AIM OF THE EXERCISE. From the entries that follow, copy each line in which "BudgetError" appears.

Segment Open

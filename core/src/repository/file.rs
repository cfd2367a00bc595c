use std::fs::{self, File};
use std::io::{BufReader, BufWriter, Write};
use std::path::{Path, PathBuf};

use anyhow::{Context, Result};
use serde::de::DeserializeOwned;
use serde::Serialize;
use tracing::debug;
use uuid::Uuid;

use crate::config::default_home;
use crate::error::BudgetError;
use crate::model::budget::Category;
use crate::repository::traits::CategoryRepository;

const CATEGORY_FILE_NAME: &str = "categories.json";

/// A JSON array on disk, read and rewritten whole on every operation.
#[derive(Clone, Debug)]
pub(crate) struct JsonFile {
    path: PathBuf,
}

impl JsonFile {
    pub(crate) fn open<T: Serialize>(base_dir: Option<PathBuf>, file_name: &str) -> Result<Self> {
        let mut path = match base_dir {
            Some(dir) => dir,
            None => default_home()?,
        };
        fs::create_dir_all(&path)
            .with_context(|| format!("Could not create data directory {}", path.display()))?;
        path.push(file_name);

        let file = JsonFile { path };
        if !file.path.exists() {
            file.write(&Vec::<T>::new())?;
        }
        Ok(file)
    }

    pub(crate) fn path(&self) -> &Path {
        &self.path
    }

    pub(crate) fn read<T: DeserializeOwned>(&self) -> Result<Vec<T>> {
        let file = File::open(&self.path)?;
        let reader = BufReader::new(file);
        let items = serde_json::from_reader(reader)
            .with_context(|| format!("Corrupt data file {}", self.path.display()))?;
        Ok(items)
    }

    pub(crate) fn write<T: Serialize>(&self, items: &[T]) -> Result<()> {
        // Write beside the target, then rename, so a crash never truncates the data.
        let tmp = self.path.with_extension("json.tmp");
        {
            let mut writer = BufWriter::new(File::create(&tmp)?);
            serde_json::to_writer_pretty(&mut writer, items)?;
            writer.flush()?;
        }
        fs::rename(&tmp, &self.path)?;
        debug!(path = %self.path.display(), count = items.len(), "wrote data file");
        Ok(())
    }
}

#[derive(Clone)]
pub struct FileCategoryRepository {
    file: JsonFile,
}

impl FileCategoryRepository {
    pub fn new(base_dir: Option<PathBuf>) -> Result<Self> {
        let file = JsonFile::open::<Category>(base_dir, CATEGORY_FILE_NAME)?;
        Ok(FileCategoryRepository { file })
    }

    pub fn path(&self) -> &Path {
        self.file.path()
    }
}

impl CategoryRepository for FileCategoryRepository {
    fn list(&self) -> Result<Vec<Category>> {
        let mut categories: Vec<Category> = self.file.read()?;
        categories.sort_by_key(|c| c.position);
        Ok(categories)
    }

    fn get(&self, id: &Uuid) -> Result<Category> {
        self.list()?
            .into_iter()
            .find(|c| c.id == *id)
            .ok_or_else(|| BudgetError::CategoryNotFound(id.to_string()).into())
    }

    fn create(&self, category: Category) -> Result<Category> {
        let mut categories = self.list()?;
        categories.push(category.clone());
        self.file.write(&categories)?;
        Ok(category)
    }

    fn update(&self, category: &Category) -> Result<()> {
        let mut categories = self.list()?;
        if let Some(pos) = categories.iter().position(|c| c.id == category.id) {
            categories[pos] = category.clone();
            self.file.write(&categories)
        } else {
            Err(BudgetError::CategoryNotFound(category.id.to_string()).into())
        }
    }

    fn delete(&self, id: &Uuid) -> Result<()> {
        let mut categories = self.list()?;
        let initial_len = categories.len();
        categories.retain(|c| c.id != *id);

        if categories.len() == initial_len {
            return Err(BudgetError::CategoryNotFound(id.to_string()).into());
        }

        self.file.write(&categories)
    }

    fn save_all(&self, categories: &[Category]) -> Result<()> {
        self.file.write(categories)
    }
}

Segment Closed

RESULT BELOW.
use crate::error::BudgetError;
            .ok_or_else(|| BudgetError::CategoryNotFound(id.to_string()).into())
            Err(BudgetError::CategoryNotFound(category.id.to_string()).into())
            return Err(BudgetError::CategoryNotFound(id.to_string()).into());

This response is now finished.